The main issue was that having played Depth – a game of almost unimaginable tension that is created and maintained with a clever combination of high-quality sound effects, intelligent map design, and graphics that truly reflect the claustrophobic nature of the murky depths of the ocean floor – this game struggles to compete against it. Though the underwater graphics look great, the scenery itself is rather bland and the environments too well-lit to create any sense of mystery or instil the fear of the unknown in the way that Depth manages with ease. It may be worth waiting for the game’s full roster of features to become available, but its lack of maps, game modes, players, tension, and distinguishing features make this one of the lower-intensity shark attack games here www.sharkattackgames.net, that are on the market right now.  

Content

In its current state, Shark Attack Deathmatch 2 teases you with a list of modes, only many of them are forthcoming and cannot yet be selected. Predator Mode is provisional of course, as are Team Deathmatch, Capture the Flag. If you’re lucky enough to find enough players online to enter into matches with/against, you can currently enjoy Deathmatch or Survival Co-Op modes, but that’s pretty much it when it comes to this game’s various spins on the same FPS-style gameplay.

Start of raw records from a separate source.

//! Symbolization pass over an assembled profile
//!
//! Only mappings backed by the profiled executable are resolved; shared
//! libraries keep bare addresses.

use log::{debug, info};
use std::collections::{HashMap, HashSet};
use std::path::Path;

use crate::domain::ResolverError;
use crate::profiling::profile::{Function, Profile};
use crate::symbolization::symbol_resolver::{ElfImage, SymbolResolver, UNKNOWN_FUNCTION};

/// Counters from one symbolization pass
#[derive(Debug, Default, Clone, Copy, PartialEq, Eq)]
pub struct SymbolizeStats {
    /// Mappings of the executable a resolver was built for
    pub mappings_resolved: usize,
    pub locations_symbolized: usize,
    pub locations_unknown: usize,
}

/// Attach function names to the locations of `profile` that fall in mappings
/// of `executable`
///
/// Shared libraries are left alone. Mappings of the executable whose file
/// offset names no loadable segment are skipped.
///
/// # Errors
/// Returns an error if the executable cannot be read or has no symbol table
pub fn symbolize_profile(
    profile: &mut Profile,
    executable: &Path,
) -> Result<SymbolizeStats, ResolverError> {
    let image = ElfImage::open(executable)?;
    Ok(symbolize_with_image(profile, executable, &image))
}

/// Same as [`symbolize_profile`] with an already loaded executable
pub fn symbolize_with_image(
    profile: &mut Profile,
    executable: &Path,
    image: &ElfImage,
) -> SymbolizeStats {
    let mut stats = SymbolizeStats::default();

    // mapping id → resolver
    let mut resolvers: HashMap<u64, SymbolResolver> = HashMap::new();
    for mapping in profile.mappings.iter().filter(|m| Path::new(&m.filename) == executable) {
        match SymbolResolver::from_image(image, mapping.file_offset, mapping.memory_start) {
            Ok(resolver) => {
                resolvers.insert(mapping.id, resolver);
            }
            Err(e) => debug!("Not symbolizing mapping {} of {}: {e}", mapping.id, mapping.filename),
        }
    }
    stats.mappings_resolved = resolvers.len();

    let mut function_ids: HashMap<String, u64> =
        profile.functions.iter().map(|f| (f.name.clone(), f.id)).collect();
    let mut symbolized_mappings: HashSet<u64> = HashSet::new();

    for location in &mut profile.locations {
        let Some((mapping_id, resolver)) =
            location.mapping_id.and_then(|id| resolvers.get(&id).map(|r| (id, r)))
        else {
            continue;
        };

        let name = resolver.resolve(location.address);
        if name == UNKNOWN_FUNCTION {
            stats.locations_unknown += 1;
            continue;
        }

        let id = *function_ids.entry(name.to_string()).or_insert_with(|| {
            let id = profile.functions.len() as u64 + 1;
            profile.functions.push(Function { id, name: name.to_string() });
            id
        });
        location.function_id = Some(id);
        symbolized_mappings.insert(mapping_id);
        stats.locations_symbolized += 1;
    }

    for mapping in &mut profile.mappings {
        mapping.has_functions = symbolized_mappings.contains(&mapping.id);
    }

    info!(
        "Symbolized {} locations ({} unknown) across {} mappings of {}",
        stats.locations_symbolized,
        stats.locations_unknown,
        stats.mappings_resolved,
        executable.display()
    );

    stats
}
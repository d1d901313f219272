use anyhow::{Context, Result};
use clap::Parser;
use std::process::Command;

#[derive(Parser)]
struct Args {
    #[command(subcommand)]
    command: Cmd,
}

#[derive(Parser)]
enum Cmd {
    /// Build the kernel-side sampler
    BuildEbpf {
        #[arg(long, default_value = "bpfel-unknown-none")]
        target: String,
        #[arg(long)]
        release: bool,
    },
}

fn main() -> Result<()> {
    let args = Args::parse();

    match args.command {
        Cmd::BuildEbpf { target, release } => build_ebpf(&target, release)?,
    }

    Ok(())
}

fn build_ebpf(target: &str, _release: bool) -> Result<()> {
    // The userspace loader embeds target/<target>/release/cpuprof, so the
    // sampler is built in release mode regardless of --release.
    let mut cmd = Command::new("cargo");
    cmd.arg("+nightly")
        .arg("build")
        .arg("--package")
        .arg("cpuprof-ebpf")
        .arg("--target")
        .arg(target)
        .arg("-Z")
        .arg("build-std=core")
        .arg("--release");

    let status = cmd.status().context("Failed to build eBPF program")?;

    if !status.success() {
        anyhow::bail!("Failed to build eBPF program");
    }

    println!("✓ eBPF sampler built successfully");
    println!("  Target: {target}");
    println!("  Artifact: target/{target}/release/cpuprof");

    Ok(())
}
//! Read-only views of the sampler's tables
//!
//! Profile assembly only needs to iterate the counts table and look up
//! stacks by id. The traits here are implemented for the live aya maps and
//! for plain in-memory collections (tests, replays).

use aya::maps::{HashMap as BpfHashMap, MapData, MapError, StackTraceMap};
use cpuprof_common::{StackCountKey, MAX_STACK_DEPTH};
use std::borrow::Borrow;
use std::collections::HashMap;

use crate::domain::{SampleTableError, StackDecodeError, StackId};

/// `(key, count)` entries of the sampler's counts map
pub trait CountsTable {
    /// Iterate all entries; order is unspecified
    fn entries(&self)
        -> Box<dyn Iterator<Item = Result<(StackCountKey, u64), SampleTableError>> + '_>;
}

/// Stack id → raw instruction pointers
pub trait StackTraceTable {
    /// Raw addresses of a stack, most recent frame first, possibly zero padded
    ///
    /// # Errors
    /// Returns an error if the id is not present or the map cannot be read
    fn lookup(&self, stack_id: StackId) -> Result<Vec<u64>, SampleTableError>;
}

/// Truncate a raw stack at its first zero address
///
/// # Errors
/// Returns [`StackDecodeError::TooDeep`] if more than `MAX_STACK_DEPTH` frames precede the terminator
pub fn decode_stack(raw: &[u64]) -> Result<Vec<u64>, StackDecodeError> {
    let frames: Vec<u64> = raw.iter().copied().take_while(|&addr| addr != 0).collect();
    if frames.len() > MAX_STACK_DEPTH {
        return Err(StackDecodeError::TooDeep(frames.len()));
    }
    Ok(frames)
}

impl<T: Borrow<MapData>> CountsTable for BpfHashMap<T, StackCountKey, u64> {
    fn entries(
        &self,
    ) -> Box<dyn Iterator<Item = Result<(StackCountKey, u64), SampleTableError>> + '_> {
        Box::new(self.iter().map(|entry| entry.map_err(SampleTableError::from)))
    }
}

impl<T: Borrow<MapData>> StackTraceTable for StackTraceMap<T> {
    fn lookup(&self, stack_id: StackId) -> Result<Vec<u64>, SampleTableError> {
        let key = stack_id.map_key().ok_or(SampleTableError::StackNotFound(stack_id))?;
        match self.get(&key, 0) {
            Ok(trace) => Ok(trace.frames().iter().map(|frame| frame.ip).collect()),
            Err(MapError::KeyNotFound) => Err(SampleTableError::StackNotFound(stack_id)),
            Err(e) => Err(e.into()),
        }
    }
}

impl CountsTable for Vec<(StackCountKey, u64)> {
    fn entries(
        &self,
    ) -> Box<dyn Iterator<Item = Result<(StackCountKey, u64), SampleTableError>> + '_> {
        Box::new(self.iter().copied().map(Ok))
    }
}

impl StackTraceTable for HashMap<u32, Vec<u64>> {
    fn lookup(&self, stack_id: StackId) -> Result<Vec<u64>, SampleTableError> {
        stack_id
            .map_key()
            .and_then(|key| self.get(&key))
            .cloned()
            .ok_or(SampleTableError::StackNotFound(stack_id))
    }
}

#[cfg(test)]
mod tests {
    use super::*;

    #[test]
    fn test_decode_truncates_at_first_zero() {
        let mut raw = [0u64; MAX_STACK_DEPTH];
        raw[0] = 0x40_1010;
        raw[1] = 0x40_1000;
        // Garbage after the terminator carries no meaning
        raw[3] = 0xdead_beef;

        assert_eq!(decode_stack(&raw), Ok(vec![0x40_1010, 0x40_1000]));
    }

    #[test]
    fn test_decode_full_and_empty() {
        let raw = [0x1000u64; MAX_STACK_DEPTH];
        assert_eq!(decode_stack(&raw).map(|f| f.len()), Ok(MAX_STACK_DEPTH));
        assert_eq!(decode_stack(&[]), Ok(vec![]));
        assert_eq!(decode_stack(&[0, 0x1000]), Ok(vec![]));
    }

    #[test]
    fn test_decode_too_deep() {
        let raw = vec![0x1000u64; MAX_STACK_DEPTH + 1];
        assert_eq!(decode_stack(&raw), Err(StackDecodeError::TooDeep(MAX_STACK_DEPTH + 1)));
    }

    #[test]
    fn test_in_memory_stack_lookup() {
        let stacks: HashMap<u32, Vec<u64>> = HashMap::from([(7u32, vec![0x1000, 0])]);

        assert_eq!(stacks.lookup(StackId(7)).unwrap(), vec![0x1000, 0]);
        assert!(matches!(stacks.lookup(StackId(8)), Err(SampleTableError::StackNotFound(_))));
        assert!(matches!(stacks.lookup(StackId(-14)), Err(SampleTableError::StackNotFound(_))));
    }

    #[test]
    fn test_in_memory_counts() {
        let key = StackCountKey { pid: 1, user_stack_id: 2, kernel_stack_id: -1 };
        let counts = vec![(key, 45u64)];
        let entries: Vec<_> = counts.entries().collect::<Result<_, _>>().unwrap();
        assert_eq!(entries, vec![(key, 45)]);
    }
}
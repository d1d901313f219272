//! Domain types providing compile-time safety and self-documentation
//!
//! These newtype wrappers prevent common bugs like passing a stack id where a
//! PID is expected, and make function signatures more expressive.

use std::fmt;

/// Process ID
///
/// Represents a process ID (TGID) in the system.
#[derive(Debug, Clone, Copy, PartialEq, Eq, Hash, PartialOrd, Ord)]
pub struct Pid(pub u32);

impl fmt::Display for Pid {
    fn fmt(&self, f: &mut fmt::Formatter<'_>) -> fmt::Result {
        write!(f, "PID:{}", self.0)
    }
}

/// CPU ID
///
/// Represents a CPU core ID (0, 1, 2, ...).
#[derive(Debug, Clone, Copy, PartialEq, Eq, Hash)]
pub struct CpuId(pub u32);

impl fmt::Display for CpuId {
    fn fmt(&self, f: &mut fmt::Formatter<'_>) -> fmt::Result {
        write!(f, "CPU:{}", self.0)
    }
}

/// Stack trace ID from eBPF
///
/// Represents a stack trace ID stored in the `STACK_TRACES` map.
/// Negative values are the errno returned by `bpf_get_stackid()`.
#[derive(Debug, Clone, Copy, PartialEq, Eq, Hash)]
pub struct StackId(pub i32);

impl StackId {
    /// Returns true if this stack ID is valid (non-negative)
    #[must_use]
    pub fn is_valid(self) -> bool {
        self.0 >= 0
    }

    /// Convert to u32 for eBPF map lookup, `None` if the capture failed
    #[must_use]
    #[allow(clippy::cast_sign_loss)]
    pub fn map_key(self) -> Option<u32> {
        self.is_valid().then_some(self.0 as u32)
    }
}

impl fmt::Display for StackId {
    fn fmt(&self, f: &mut fmt::Formatter<'_>) -> fmt::Result {
        write!(f, "stack#{}", self.0)
    }
}

#[cfg(test)]
mod tests {
    use super::*;

    #[test]
    fn test_display() {
        assert_eq!(Pid(1234).to_string(), "PID:1234");
        assert_eq!(CpuId(3).to_string(), "CPU:3");
    }

    #[test]
    fn test_stack_id_validity() {
        assert!(StackId(5).is_valid());
        assert!(StackId(0).is_valid());
        assert!(!StackId(-14).is_valid());
        assert_eq!(StackId(42).map_key(), Some(42));
        assert_eq!(StackId(-1).map_key(), None);
    }

    #[test]
    fn test_stack_id_display() {
        assert_eq!(StackId(-14).to_string(), "stack#-14");
    }
}
//! Tracing/logging initialization.
//!
//! `RUST_LOG` controls filtering (default `info`). `LOG_FORMAT=pretty` switches
//! from JSON lines to human-readable output.

use tracing_subscriber::EnvFilter;

/// Log output format.
#[derive(Debug, Clone, Copy, Default, PartialEq, Eq)]
pub enum LogFormat {
    #[default]
    Json,
    Pretty,
}

impl LogFormat {
    /// Parse a `LOG_FORMAT` value. Unknown values fall back to JSON.
    pub fn parse(value: Option<&str>) -> Self {
        match value.map(|v| v.trim().to_ascii_lowercase()).as_deref() {
            Some("pretty") | Some("text") => Self::Pretty,
            _ => Self::Json,
        }
    }

    pub fn from_env() -> Self {
        Self::parse(std::env::var("LOG_FORMAT").ok().as_deref())
    }
}

/// Initialize tracing/logging for the process.
///
/// Safe to call multiple times (subsequent calls are no-ops).
pub fn init() {
    init_with(LogFormat::from_env());
}

pub fn init_with(format: LogFormat) {
    let filter = EnvFilter::try_from_default_env()
        .unwrap_or_else(|_| EnvFilter::new("info"));

    let _ = match format {
        // JSON logs + timestamps, configurable via RUST_LOG.
        LogFormat::Json => tracing_subscriber::fmt()
            .with_env_filter(filter)
            .json()
            .with_timer(tracing_subscriber::fmt::time::SystemTime)
            .with_target(false)
            .try_init(),
        LogFormat::Pretty => tracing_subscriber::fmt()
            .with_env_filter(filter)
            .with_target(true)
            .try_init(),
    };
}

#[cfg(test)]
mod tests {
    use super::*;

    #[test]
    fn parses_log_format() {
        assert_eq!(LogFormat::parse(None), LogFormat::Json);
        assert_eq!(LogFormat::parse(Some("PRETTY")), LogFormat::Pretty);
        assert_eq!(LogFormat::parse(Some("json")), LogFormat::Json);
        assert_eq!(LogFormat::parse(Some("xml")), LogFormat::Json);
    }

    #[test]
    fn init_is_idempotent() {
        init_with(LogFormat::Pretty);
        init_with(LogFormat::Json);
    }
}
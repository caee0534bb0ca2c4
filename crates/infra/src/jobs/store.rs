//! Job Record Store: the durable system of record for every job.

use std::collections::HashMap;
use std::sync::{Arc, Mutex, MutexGuard};

use async_trait::async_trait;
use chrono::{DateTime, Utc};
use serde::Serialize;

use sitefleet_core::DomainId;

use super::types::{dequeue_order, Job, JobId, JobStatus, JobType};

/// Job store abstraction.
///
/// Every method is independently safe to call from concurrent tasks.
#[async_trait]
pub trait JobStore: Send + Sync {
    /// Persist a new pending row.
    ///
    /// Fails with [`JobStoreError::Conflict`] when an exclusive job for the same
    /// domain is still pending or processing, and with
    /// [`JobStoreError::AlreadyExists`] when the ID is taken.
    async fn insert(&self, job: Job) -> Result<JobId, JobStoreError>;

    async fn get(&self, id: JobId) -> Result<Option<Job>, JobStoreError>;

    /// Select up to `limit` eligible rows in dequeue order and mark them
    /// `processing` in the same step. Concurrent callers never share a row.
    async fn claim_ready(
        &self,
        limit: usize,
        now: DateTime<Utc>,
    ) -> Result<Vec<Job>, JobStoreError>;

    /// Move a pending, due row to `processing`.
    ///
    /// Returns `None` if the row is missing, no longer pending or scheduled
    /// after `now`, so stale or duplicate dispatch entries can be skipped.
    async fn start(&self, id: JobId, now: DateTime<Utc>) -> Result<Option<Job>, JobStoreError>;

    async fn complete(&self, id: JobId, now: DateTime<Utc>) -> Result<(), JobStoreError>;

    /// Record a failed attempt; see [`Job::mark_failed`].
    async fn fail(
        &self,
        id: JobId,
        error: &str,
        retry_at: DateTime<Utc>,
        now: DateTime<Utc>,
    ) -> Result<Job, JobStoreError>;

    async fn cancel(&self, id: JobId, now: DateTime<Utc>) -> Result<(), JobStoreError>;

    /// Stamp `dispatched_at` on rows that are pending and due at `now`.
    ///
    /// Called before the push, so a worker that claims and fails the row
    /// before the push returns leaves it unstamped.
    async fn mark_dispatched(
        &self,
        ids: &[JobId],
        now: DateTime<Utc>,
    ) -> Result<u64, JobStoreError>;

    /// Clear `dispatched_at` on pending rows whose push did not happen.
    async fn clear_dispatched(&self, ids: &[JobId]) -> Result<u64, JobStoreError>;

    /// Eligible pending rows that never reached the dispatch list.
    async fn due_undispatched(
        &self,
        now: DateTime<Utc>,
        limit: usize,
    ) -> Result<Vec<JobId>, JobStoreError>;

    /// Return `processing` rows started before `cutoff` to `pending`, or fail
    /// them when their retry budget is spent.
    async fn reap_stale(
        &self,
        cutoff: DateTime<Utc>,
        now: DateTime<Utc>,
        limit: usize,
    ) -> Result<ReapOutcome, JobStoreError>;

    async fn stats(&self) -> Result<JobStats, JobStoreError>;
}

/// Job store error.
#[derive(Debug, Clone, thiserror::Error)]
pub enum JobStoreError {
    #[error("job not found: {0}")]
    NotFound(JobId),
    #[error("job already exists: {0}")]
    AlreadyExists(JobId),
    #[error("{job_type} already pending or processing for domain {domain_id}")]
    Conflict {
        job_type: JobType,
        domain_id: DomainId,
    },
    #[error("job {id} is {status}")]
    InvalidTransition { id: JobId, status: JobStatus },
    #[error("storage error: {0}")]
    Storage(String),
}

/// Job counts per status.
#[derive(Debug, Clone, Default, PartialEq, Eq, Serialize)]
pub struct JobStats {
    pub pending: u64,
    pub processing: u64,
    pub completed: u64,
    pub failed: u64,
    pub cancelled: u64,
}

impl JobStats {
    fn count(&mut self, status: JobStatus) {
        match status {
            JobStatus::Pending => self.pending += 1,
            JobStatus::Processing => self.processing += 1,
            JobStatus::Completed => self.completed += 1,
            JobStatus::Failed => self.failed += 1,
            JobStatus::Cancelled => self.cancelled += 1,
        }
    }
}

/// Result of a lease sweep.
#[derive(Debug, Clone, Default, PartialEq, Eq)]
pub struct ReapOutcome {
    /// Back to `pending`.
    pub requeued: Vec<JobId>,
    /// Retry budget exhausted.
    pub failed: Vec<JobId>,
}

impl ReapOutcome {
    pub fn is_empty(&self) -> bool {
        self.requeued.is_empty() && self.failed.is_empty()
    }
}

/// Error message recorded on rows whose lease expired.
pub const LEASE_EXPIRED: &str = "lease expired";

/// In-memory job store for tests/dev.
///
/// Mirrors the Postgres constraints, including the exclusivity index.
#[derive(Debug, Default)]
pub struct InMemoryJobStore {
    jobs: Mutex<HashMap<JobId, Job>>,
}

impl InMemoryJobStore {
    pub fn new() -> Self {
        Self::default()
    }

    pub fn arc() -> Arc<Self> {
        Arc::new(Self::new())
    }

    fn jobs(&self) -> Result<MutexGuard<'_, HashMap<JobId, Job>>, JobStoreError> {
        self.jobs
            .lock()
            .map_err(|_| JobStoreError::Storage("job store lock poisoned".to_string()))
    }
}

#[async_trait]
impl JobStore for InMemoryJobStore {
    async fn insert(&self, job: Job) -> Result<JobId, JobStoreError> {
        let mut jobs = self.jobs()?;
        if jobs.contains_key(&job.id) {
            return Err(JobStoreError::AlreadyExists(job.id));
        }

        if let (true, Some(domain_id)) = (job.holds_exclusive_slot(), job.domain_id) {
            let taken = jobs.values().any(|existing| {
                existing.holds_exclusive_slot()
                    && existing.job_type == job.job_type
                    && existing.domain_id == Some(domain_id)
            });
            if taken {
                return Err(JobStoreError::Conflict {
                    job_type: job.job_type,
                    domain_id,
                });
            }
        }

        let id = job.id;
        jobs.insert(id, job);
        Ok(id)
    }

    async fn get(&self, id: JobId) -> Result<Option<Job>, JobStoreError> {
        Ok(self.jobs()?.get(&id).cloned())
    }

    async fn claim_ready(
        &self,
        limit: usize,
        now: DateTime<Utc>,
    ) -> Result<Vec<Job>, JobStoreError> {
        let mut jobs = self.jobs()?;

        let mut candidates: Vec<&Job> = jobs.values().filter(|j| j.is_eligible(now)).collect();
        candidates.sort_by(|a, b| dequeue_order(a, b));
        let ids: Vec<JobId> = candidates.into_iter().take(limit).map(|j| j.id).collect();

        let mut claimed = Vec::with_capacity(ids.len());
        for id in ids {
            if let Some(job) = jobs.get_mut(&id) {
                job.mark_started(now);
                claimed.push(job.clone());
            }
        }
        Ok(claimed)
    }

    async fn start(&self, id: JobId, now: DateTime<Utc>) -> Result<Option<Job>, JobStoreError> {
        let mut jobs = self.jobs()?;
        match jobs.get_mut(&id) {
            Some(job) if job.is_eligible(now) => {
                job.mark_started(now);
                Ok(Some(job.clone()))
            }
            _ => Ok(None),
        }
    }

    async fn complete(&self, id: JobId, now: DateTime<Utc>) -> Result<(), JobStoreError> {
        let mut jobs = self.jobs()?;
        let job = jobs.get_mut(&id).ok_or(JobStoreError::NotFound(id))?;
        if job.status != JobStatus::Processing {
            return Err(JobStoreError::InvalidTransition {
                id,
                status: job.status,
            });
        }
        job.mark_completed(now);
        Ok(())
    }

    async fn fail(
        &self,
        id: JobId,
        error: &str,
        retry_at: DateTime<Utc>,
        now: DateTime<Utc>,
    ) -> Result<Job, JobStoreError> {
        let mut jobs = self.jobs()?;
        let job = jobs.get_mut(&id).ok_or(JobStoreError::NotFound(id))?;
        if job.status != JobStatus::Processing {
            return Err(JobStoreError::InvalidTransition {
                id,
                status: job.status,
            });
        }
        job.mark_failed(error.to_string(), retry_at, now);
        Ok(job.clone())
    }

    async fn cancel(&self, id: JobId, now: DateTime<Utc>) -> Result<(), JobStoreError> {
        let mut jobs = self.jobs()?;
        let job = jobs.get_mut(&id).ok_or(JobStoreError::NotFound(id))?;
        if job.status.is_terminal() {
            return Err(JobStoreError::InvalidTransition {
                id,
                status: job.status,
            });
        }
        job.mark_cancelled(now);
        Ok(())
    }

    async fn mark_dispatched(
        &self,
        ids: &[JobId],
        now: DateTime<Utc>,
    ) -> Result<u64, JobStoreError> {
        let mut jobs = self.jobs()?;
        let mut marked = 0;
        for id in ids {
            if let Some(job) = jobs.get_mut(id) {
                if job.is_eligible(now) {
                    job.dispatched_at = Some(now);
                    marked += 1;
                }
            }
        }
        Ok(marked)
    }

    async fn clear_dispatched(&self, ids: &[JobId]) -> Result<u64, JobStoreError> {
        let mut jobs = self.jobs()?;
        let mut cleared = 0;
        for id in ids {
            if let Some(job) = jobs.get_mut(id) {
                if job.status == JobStatus::Pending && job.dispatched_at.take().is_some() {
                    cleared += 1;
                }
            }
        }
        Ok(cleared)
    }

    async fn due_undispatched(
        &self,
        now: DateTime<Utc>,
        limit: usize,
    ) -> Result<Vec<JobId>, JobStoreError> {
        let jobs = self.jobs()?;
        let mut due: Vec<&Job> = jobs
            .values()
            .filter(|j| j.is_eligible(now) && j.dispatched_at.is_none())
            .collect();
        due.sort_by(|a, b| dequeue_order(a, b));
        Ok(due.into_iter().take(limit).map(|j| j.id).collect())
    }

    async fn reap_stale(
        &self,
        cutoff: DateTime<Utc>,
        now: DateTime<Utc>,
        limit: usize,
    ) -> Result<ReapOutcome, JobStoreError> {
        let mut jobs = self.jobs()?;
        let mut outcome = ReapOutcome::default();

        let stale = jobs
            .values_mut()
            .filter(|j| {
                j.status == JobStatus::Processing && j.started_at.is_some_and(|s| s < cutoff)
            })
            .take(limit);

        for job in stale {
            job.mark_failed(LEASE_EXPIRED.to_string(), now, now);
            if job.status == JobStatus::Failed {
                outcome.failed.push(job.id);
            } else {
                outcome.requeued.push(job.id);
            }
        }
        Ok(outcome)
    }

    async fn stats(&self) -> Result<JobStats, JobStoreError> {
        let jobs = self.jobs()?;
        let mut stats = JobStats::default();
        for job in jobs.values() {
            stats.count(job.status);
        }
        Ok(stats)
    }
}

#[async_trait]
impl<T: JobStore + ?Sized> JobStore for Arc<T> {
    async fn insert(&self, job: Job) -> Result<JobId, JobStoreError> {
        (**self).insert(job).await
    }

    async fn get(&self, id: JobId) -> Result<Option<Job>, JobStoreError> {
        (**self).get(id).await
    }

    async fn claim_ready(
        &self,
        limit: usize,
        now: DateTime<Utc>,
    ) -> Result<Vec<Job>, JobStoreError> {
        (**self).claim_ready(limit, now).await
    }

    async fn start(&self, id: JobId, now: DateTime<Utc>) -> Result<Option<Job>, JobStoreError> {
        (**self).start(id, now).await
    }

    async fn complete(&self, id: JobId, now: DateTime<Utc>) -> Result<(), JobStoreError> {
        (**self).complete(id, now).await
    }

    async fn fail(
        &self,
        id: JobId,
        error: &str,
        retry_at: DateTime<Utc>,
        now: DateTime<Utc>,
    ) -> Result<Job, JobStoreError> {
        (**self).fail(id, error, retry_at, now).await
    }

    async fn cancel(&self, id: JobId, now: DateTime<Utc>) -> Result<(), JobStoreError> {
        (**self).cancel(id, now).await
    }

    async fn mark_dispatched(
        &self,
        ids: &[JobId],
        now: DateTime<Utc>,
    ) -> Result<u64, JobStoreError> {
        (**self).mark_dispatched(ids, now).await
    }

    async fn clear_dispatched(&self, ids: &[JobId]) -> Result<u64, JobStoreError> {
        (**self).clear_dispatched(ids).await
    }

    async fn due_undispatched(
        &self,
        now: DateTime<Utc>,
        limit: usize,
    ) -> Result<Vec<JobId>, JobStoreError> {
        (**self).due_undispatched(now, limit).await
    }

    async fn reap_stale(
        &self,
        cutoff: DateTime<Utc>,
        now: DateTime<Utc>,
        limit: usize,
    ) -> Result<ReapOutcome, JobStoreError> {
        (**self).reap_stale(cutoff, now, limit).await
    }

    async fn stats(&self) -> Result<JobStats, JobStoreError> {
        (**self).stats().await
    }
}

There are customisation options available which add a little to the fun, but these involve simply changing the colour and appearance of your diver character using various sliders and colour swatches. When you compare this with Depth, which has just had its latest (one of many) content updates in the form of Depth: Fresh Blood, you’re talking about a comparative skeleton to Depth’s meaty carcass of content.

Conclusion

As it stands, Shark Attack Deathmatch 2 doesn’t quite cut the mustard when you compare it to Depth. There are various problems that plague this game in its current state, which include a distinct lack of gameplay modes, very few players on the servers, and a fairly basic and unimaginative execution of the underwater first-person shooter genre.

The main issue was that having played Depth – a game of almost unimaginable tension that is created and maintained with a clever combination of high-quality sound effects, intelligent map design, and graphics that truly reflect the claustrophobic nature of the murky depths of the ocean floor – this game struggles to compete against it. Though the underwater graphics look great, the scenery itself is rather bland and the environments too well-lit to create any sense of mystery or instil the fear of the unknown in the way that Depth manages with ease. It may be worth waiting for the game’s full roster of features to become available, but its lack of maps, game modes, players, tension, and distinguishing features make this one of the lower-intensity shark attack games here that are on the market right now.